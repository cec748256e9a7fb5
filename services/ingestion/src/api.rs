use crate::auth::AuthUser;
use crate::config::ApiConfig;
use crate::error::{IngestionError, Result};
use crate::service::{
    ConfirmUploadRequest, IngestionService, JobAccepted, JobView, RecentFile,
    StartIngestionRequest, UploadUrlRequest, UploadUrlResponse,
};
use anyhow::Context;
use axum::{
    body::Body,
    extract::{multipart::MultipartError, DefaultBodyLimit, Multipart, Path, Query, State},
    http::{header, StatusCode},
    response::{IntoResponse, Response},
    routing::{get, post},
    Json, Router,
};
use serde::Deserialize;
use std::future::Future;
use std::sync::Arc;
use tower_http::cors::{Any, CorsLayer};
use tower_http::trace::TraceLayer;
use tracing::{info, instrument};
use uuid::Uuid;

/// Multipart framing allowance on top of the staged file limit
const MULTIPART_OVERHEAD: usize = 64 * 1024;

/// Application state shared across handlers
#[derive(Clone)]
pub struct AppState {
    pub service: Arc<IngestionService>,
}

#[derive(Debug, Deserialize)]
pub struct RecentQuery {
    pub limit: Option<i64>,
}

/// Create the API router
pub fn create_router(state: AppState, config: &ApiConfig) -> Router {
    let cors = if config.cors_enabled {
        if config.cors_origins.is_empty() {
            CorsLayer::new()
                .allow_origin(Any)
                .allow_methods(Any)
                .allow_headers(Any)
        } else {
            let origins: Vec<_> = config
                .cors_origins
                .iter()
                .filter_map(|o| o.parse().ok())
                .collect();
            CorsLayer::new()
                .allow_origin(origins)
                .allow_methods(Any)
                .allow_headers(Any)
        }
    } else {
        CorsLayer::new()
    };

    let stage_limit = state.service.max_stage_bytes() + MULTIPART_OVERHEAD;

    Router::new()
        .route("/health", get(health_check))
        .route("/ready", get(readiness_check))
        .route("/ingestions", post(start_ingestion))
        .route(
            "/ingestions/stage",
            post(stage_upload).layer(DefaultBodyLimit::max(stage_limit)),
        )
        .route("/ingestions/upload-url", post(generate_upload_url))
        .route("/ingestions/:job_id/confirm", post(confirm_upload))
        .route("/ingestions/:job_id", get(job_status))
        .route("/recent", get(recent_files))
        .route("/files/:job_id", get(download_file))
        .layer(TraceLayer::new_for_http())
        .layer(cors)
        .with_state(state)
}

/// Health check endpoint
async fn health_check() -> impl IntoResponse {
    Json(serde_json::json!({
        "status": "healthy",
        "service": "ingestion-service"
    }))
}

/// Readiness check endpoint
async fn readiness_check(State(state): State<AppState>) -> impl IntoResponse {
    match state.service.ping().await {
        Ok(()) => (
            StatusCode::OK,
            Json(serde_json::json!({
                "status": "ready",
                "database": "connected"
            })),
        ),
        Err(_) => (
            StatusCode::SERVICE_UNAVAILABLE,
            Json(serde_json::json!({
                "status": "not_ready",
                "database": "disconnected"
            })),
        ),
    }
}

#[instrument(skip(state, request))]
async fn start_ingestion(
    State(state): State<AppState>,
    user: AuthUser,
    Json(request): Json<StartIngestionRequest>,
) -> Result<(StatusCode, Json<JobAccepted>)> {
    let accepted = state.service.start_ingestion(&user, request).await?;
    Ok((StatusCode::ACCEPTED, Json(accepted)))
}

#[instrument(skip(state, multipart))]
async fn stage_upload(
    State(state): State<AppState>,
    user: AuthUser,
    mut multipart: Multipart,
) -> Result<(StatusCode, Json<JobAccepted>)> {
    let max_mb = state.service.max_stage_bytes() / (1024 * 1024);
    let reject = |e: MultipartError| {
        if e.status() == StatusCode::PAYLOAD_TOO_LARGE {
            IngestionError::PayloadTooLarge { max_mb }
        } else {
            IngestionError::Validation(format!("Invalid multipart body: {}", e.body_text()))
        }
    };

    while let Some(field) = multipart.next_field().await.map_err(reject)? {
        if field.name() != Some("file") {
            continue;
        }

        let filename = field.file_name().unwrap_or("upload.zip").to_string();
        let content_type = field.content_type().map(String::from);
        let data = field.bytes().await.map_err(reject)?;

        let accepted = state
            .service
            .stage_upload(&user, &filename, content_type.as_deref(), data)
            .await?;
        return Ok((StatusCode::ACCEPTED, Json(accepted)));
    }

    Err(IngestionError::Validation("A file field is required".to_string()))
}

#[instrument(skip(state, request))]
async fn generate_upload_url(
    State(state): State<AppState>,
    user: AuthUser,
    request: Option<Json<UploadUrlRequest>>,
) -> Result<Json<UploadUrlResponse>> {
    let request = request.map(|Json(r)| r).unwrap_or_default();
    state.service.generate_upload_url(&user, request).await.map(Json)
}

#[instrument(skip(state, request))]
async fn confirm_upload(
    State(state): State<AppState>,
    user: AuthUser,
    Path(job_id): Path<Uuid>,
    request: Option<Json<ConfirmUploadRequest>>,
) -> Result<Json<JobAccepted>> {
    let request = request.map(|Json(r)| r).unwrap_or_default();
    state
        .service
        .confirm_upload(&user, job_id, request)
        .await
        .map(Json)
}

#[instrument(skip(state))]
async fn job_status(
    State(state): State<AppState>,
    user: AuthUser,
    Path(job_id): Path<Uuid>,
) -> Result<Json<JobView>> {
    state.service.job_status(&user, job_id).await.map(Json)
}

#[instrument(skip(state))]
async fn recent_files(
    State(state): State<AppState>,
    user: AuthUser,
    Query(params): Query<RecentQuery>,
) -> Result<Json<Vec<RecentFile>>> {
    state.service.recent_files(&user, params.limit).await.map(Json)
}

/// Stream a stored archive back to its owner
#[instrument(skip(state))]
async fn download_file(
    State(state): State<AppState>,
    user: AuthUser,
    Path(job_id): Path<Uuid>,
) -> Result<Response> {
    let download = state.service.download(&user, job_id).await?;

    Ok((
        [
            (header::CONTENT_TYPE, download.content_type),
            (header::CONTENT_LENGTH, download.content_length.to_string()),
            (
                header::CONTENT_DISPOSITION,
                format!("attachment; filename=\"{}\"", download.filename),
            ),
            (header::ETAG, download.etag),
        ],
        Body::from_stream(download.body),
    )
        .into_response())
}

/// Start the ingestion API server, draining in-flight requests on `shutdown`
pub async fn start_api_server<F>(state: AppState, config: &ApiConfig, shutdown: F) -> anyhow::Result<()>
where
    F: Future<Output = ()> + Send + 'static,
{
    let router = create_router(state, config);
    let addr = format!("{}:{}", config.host, config.port);

    info!(address = %addr, "Starting ingestion API server");

    let listener = tokio::net::TcpListener::bind(&addr)
        .await
        .context("Failed to bind to address")?;

    axum::serve(listener, router)
        .with_graceful_shutdown(shutdown)
        .await
        .context("API server error")?;

    Ok(())
}

#[cfg(test)]
mod tests {
    use super::*;
    use crate::auth::{USER_ID_HEADER, USER_ROLE_HEADER};
    use crate::job_store::{JobStatus, JobStore};
    use crate::service::tests::{fixture, wait_for_terminal, Fixture};
    use axum::body::to_bytes;
    use axum::http::Request;
    use tower::ServiceExt;

    fn router() -> (Router, Fixture) {
        let f = fixture();
        let config = ApiConfig {
            host: "127.0.0.1".to_string(),
            port: 0,
            cors_enabled: false,
            cors_origins: vec![],
        };
        let app = create_router(
            AppState {
                service: f.service.clone(),
            },
            &config,
        );
        (app, f)
    }

    fn authed(builder: axum::http::request::Builder) -> axum::http::request::Builder {
        builder
            .header(USER_ID_HEADER, "42")
            .header(USER_ROLE_HEADER, "PM")
    }

    async fn json_body(response: Response) -> serde_json::Value {
        let bytes = to_bytes(response.into_body(), usize::MAX).await.unwrap();
        serde_json::from_slice(&bytes).unwrap()
    }

    #[tokio::test]
    async fn test_health() {
        let (app, _) = router();
        let response = app
            .oneshot(Request::builder().uri("/health").body(Body::empty()).unwrap())
            .await
            .unwrap();
        assert_eq!(response.status(), StatusCode::OK);
    }

    #[tokio::test]
    async fn test_requires_identity() {
        let (app, _) = router();
        let response = app
            .oneshot(
                Request::builder()
                    .method("POST")
                    .uri("/ingestions/upload-url")
                    .body(Body::empty())
                    .unwrap(),
            )
            .await
            .unwrap();
        assert_eq!(response.status(), StatusCode::UNAUTHORIZED);
    }

    #[tokio::test]
    async fn test_invalid_source_url_is_bad_request() {
        let (app, _) = router();
        let response = app
            .oneshot(
                authed(Request::builder().method("POST").uri("/ingestions"))
                    .header(header::CONTENT_TYPE, "application/json")
                    .body(Body::from(r#"{"sourceUrl":"not a url"}"#))
                    .unwrap(),
            )
            .await
            .unwrap();
        assert_eq!(response.status(), StatusCode::BAD_REQUEST);
        let body = json_body(response).await;
        assert_eq!(body["code"], "VALIDATION_ERROR");
    }

    #[tokio::test]
    async fn test_stage_and_download_round_trip() {
        let (app, f) = router();
        let boundary = "X-FABSPACE-BOUNDARY";
        let payload = format!(
            "--{b}\r\nContent-Disposition: form-data; name=\"file\"; filename=\"board.zip\"\r\n\
             Content-Type: application/zip\r\n\r\nPK\x03\x04body\r\n--{b}--\r\n",
            b = boundary
        );

        let response = app
            .clone()
            .oneshot(
                authed(Request::builder().method("POST").uri("/ingestions/stage"))
                    .header(
                        header::CONTENT_TYPE,
                        format!("multipart/form-data; boundary={}", boundary),
                    )
                    .body(Body::from(payload))
                    .unwrap(),
            )
            .await
            .unwrap();
        assert_eq!(response.status(), StatusCode::ACCEPTED);
        let body = json_body(response).await;
        assert_eq!(body["status"], "staged");
        let job_id: Uuid = body["jobId"].as_str().unwrap().parse().unwrap();

        let job = wait_for_terminal(&f.jobs, job_id).await;
        assert_eq!(job.status, JobStatus::Completed);

        let response = app
            .clone()
            .oneshot(
                authed(Request::builder().uri(format!("/ingestions/{}", job_id)))
                    .body(Body::empty())
                    .unwrap(),
            )
            .await
            .unwrap();
        let body = json_body(response).await;
        assert_eq!(body["status"], "completed");

        let response = app
            .oneshot(
                authed(Request::builder().uri(format!("/files/{}", job_id)))
                    .body(Body::empty())
                    .unwrap(),
            )
            .await
            .unwrap();
        assert_eq!(response.status(), StatusCode::OK);
        assert_eq!(
            response.headers()[header::CONTENT_DISPOSITION],
            format!("attachment; filename=\"{}.zip\"", job_id)
        );
        let bytes = to_bytes(response.into_body(), usize::MAX).await.unwrap();
        assert_eq!(&bytes[..], b"PK\x03\x04body");
    }

    #[tokio::test]
    async fn test_unknown_file_is_not_found() {
        let (app, f) = router();
        let job = f.jobs.create("42", "x.zip", JobStatus::Staged).await.unwrap();

        let response = app
            .oneshot(
                authed(Request::builder().uri(format!("/files/{}", job.id)))
                    .body(Body::empty())
                    .unwrap(),
            )
            .await
            .unwrap();
        assert_eq!(response.status(), StatusCode::NOT_FOUND);
    }
}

**WHAT YOU SHOULD DO**
Reproduce each line above that contains "struct".

**WRITTEN RESPONSE**
pub struct AppState {
pub struct RecentQuery {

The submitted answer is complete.